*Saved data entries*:
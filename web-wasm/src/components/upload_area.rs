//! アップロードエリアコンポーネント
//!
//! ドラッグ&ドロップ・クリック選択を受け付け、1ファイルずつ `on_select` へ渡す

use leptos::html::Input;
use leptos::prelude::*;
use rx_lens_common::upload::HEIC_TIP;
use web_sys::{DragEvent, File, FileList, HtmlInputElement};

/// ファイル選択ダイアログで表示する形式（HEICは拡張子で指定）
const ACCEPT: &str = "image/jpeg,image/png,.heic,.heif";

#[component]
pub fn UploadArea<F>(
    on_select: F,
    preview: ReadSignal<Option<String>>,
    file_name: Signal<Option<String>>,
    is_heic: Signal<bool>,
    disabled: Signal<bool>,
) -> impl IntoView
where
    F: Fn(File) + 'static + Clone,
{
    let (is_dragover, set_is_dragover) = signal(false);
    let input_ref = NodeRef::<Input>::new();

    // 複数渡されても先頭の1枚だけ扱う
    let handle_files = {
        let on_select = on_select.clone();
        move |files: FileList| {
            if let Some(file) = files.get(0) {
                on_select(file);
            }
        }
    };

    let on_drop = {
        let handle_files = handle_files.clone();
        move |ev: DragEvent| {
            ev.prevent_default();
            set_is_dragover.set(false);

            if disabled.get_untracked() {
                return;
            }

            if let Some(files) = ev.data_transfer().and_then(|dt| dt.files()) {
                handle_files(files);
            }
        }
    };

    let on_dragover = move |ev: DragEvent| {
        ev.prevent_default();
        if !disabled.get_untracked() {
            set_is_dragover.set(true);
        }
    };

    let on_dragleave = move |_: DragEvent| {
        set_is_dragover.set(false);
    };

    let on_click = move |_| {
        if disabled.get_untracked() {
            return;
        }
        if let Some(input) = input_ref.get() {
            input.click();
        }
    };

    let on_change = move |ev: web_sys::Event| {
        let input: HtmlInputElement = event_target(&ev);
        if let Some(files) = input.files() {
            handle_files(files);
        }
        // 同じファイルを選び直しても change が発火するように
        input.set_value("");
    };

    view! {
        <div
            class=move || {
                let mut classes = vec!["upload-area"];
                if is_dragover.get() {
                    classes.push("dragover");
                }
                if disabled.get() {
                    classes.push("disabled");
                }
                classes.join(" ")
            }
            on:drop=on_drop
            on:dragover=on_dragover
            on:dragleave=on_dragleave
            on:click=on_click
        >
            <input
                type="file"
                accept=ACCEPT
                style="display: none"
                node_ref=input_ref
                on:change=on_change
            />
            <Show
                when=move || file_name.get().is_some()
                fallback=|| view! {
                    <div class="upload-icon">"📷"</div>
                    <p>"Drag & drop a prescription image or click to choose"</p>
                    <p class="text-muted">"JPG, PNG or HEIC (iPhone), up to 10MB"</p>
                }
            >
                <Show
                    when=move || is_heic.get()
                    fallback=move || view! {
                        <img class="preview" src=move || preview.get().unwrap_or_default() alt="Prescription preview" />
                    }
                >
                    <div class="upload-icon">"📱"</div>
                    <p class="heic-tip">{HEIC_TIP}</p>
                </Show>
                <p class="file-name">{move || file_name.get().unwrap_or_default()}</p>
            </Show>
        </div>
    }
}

*Work to be completed*:
Copy out each line of the data exactly.

*Task response*:
filename web-wasm/src/components/upload_area.rs
//! アップロードエリアコンポーネント
//!
//! ドラッグ&ドロップ・クリック選択を受け付け、1ファイルずつ `on_select` へ渡す

use leptos::html::Input;
use leptos::prelude::*;
use rx_lens_common::upload::HEIC_TIP;
use web_sys::{DragEvent, File, FileList, HtmlInputElement};

/// ファイル選択ダイアログで表示する形式（HEICは拡張子で指定）
const ACCEPT: &str = "image/jpeg,image/png,.heic,.heif";

#[component]
pub fn UploadArea<F>(
    on_select: F,
    preview: ReadSignal<Option<String>>,
    file_name: Signal<Option<String>>,
    is_heic: Signal<bool>,
    disabled: Signal<bool>,
) -> impl IntoView
where
    F: Fn(File) + 'static + Clone,
{
    let (is_dragover, set_is_dragover) = signal(false);
    let input_ref = NodeRef::<Input>::new();

    // 複数渡されても先頭の1枚だけ扱う
    let handle_files = {
        let on_select = on_select.clone();
        move |files: FileList| {
            if let Some(file) = files.get(0) {
                on_select(file);
            }
        }
    };

    let on_drop = {
        let handle_files = handle_files.clone();
        move |ev: DragEvent| {
            ev.prevent_default();
            set_is_dragover.set(false);

            if disabled.get_untracked() {
                return;
            }

            if let Some(files) = ev.data_transfer().and_then(|dt| dt.files()) {
                handle_files(files);
            }
        }
    };

    let on_dragover = move |ev: DragEvent| {
        ev.prevent_default();
        if !disabled.get_untracked() {
            set_is_dragover.set(true);
        }
    };

    let on_dragleave = move |_: DragEvent| {
        set_is_dragover.set(false);
    };

    let on_click = move |_| {
        if disabled.get_untracked() {
            return;
        }
        if let Some(input) = input_ref.get() {
            input.click();
        }
    };

    let on_change = move |ev: web_sys::Event| {
        let input: HtmlInputElement = event_target(&ev);
        if let Some(files) = input.files() {
            handle_files(files);
        }
        // 同じファイルを選び直しても change が発火するように
        input.set_value("");
    };

    view! {
        <div
            class=move || {
                let mut classes = vec!["upload-area"];
                if is_dragover.get() {
                    classes.push("dragover");
                }
                if disabled.get() {
                    classes.push("disabled");
                }
                classes.join(" ")
            }
            on:drop=on_drop
            on:dragover=on_dragover
            on:dragleave=on_dragleave
            on:click=on_click
        >
            <input
                type="file"
                accept=ACCEPT
                style="display: none"
                node_ref=input_ref
                on:change=on_change
            />
            <Show
                when=move || file_name.get().is_some()
                fallback=|| view! {
                    <div class="upload-icon">"📷"</div>
                    <p>"Drag & drop a prescription image or click to choose"</p>
                    <p class="text-muted">"JPG, PNG or HEIC (iPhone), up to 10MB"</p>
                }
            >
                <Show
                    when=move || is_heic.get()
                    fallback=move || view! {
                        <img class="preview" src=move || preview.get().unwrap_or_default() alt="Prescription preview" />
                    }
                >
                    <div class="upload-icon">"📱"</div>
                    <p class="heic-tip">{HEIC_TIP}</p>
                </Show>
                <p class="file-name">{move || file_name.get().unwrap_or_default()}</p>
            </Show>
        </div>
    }
}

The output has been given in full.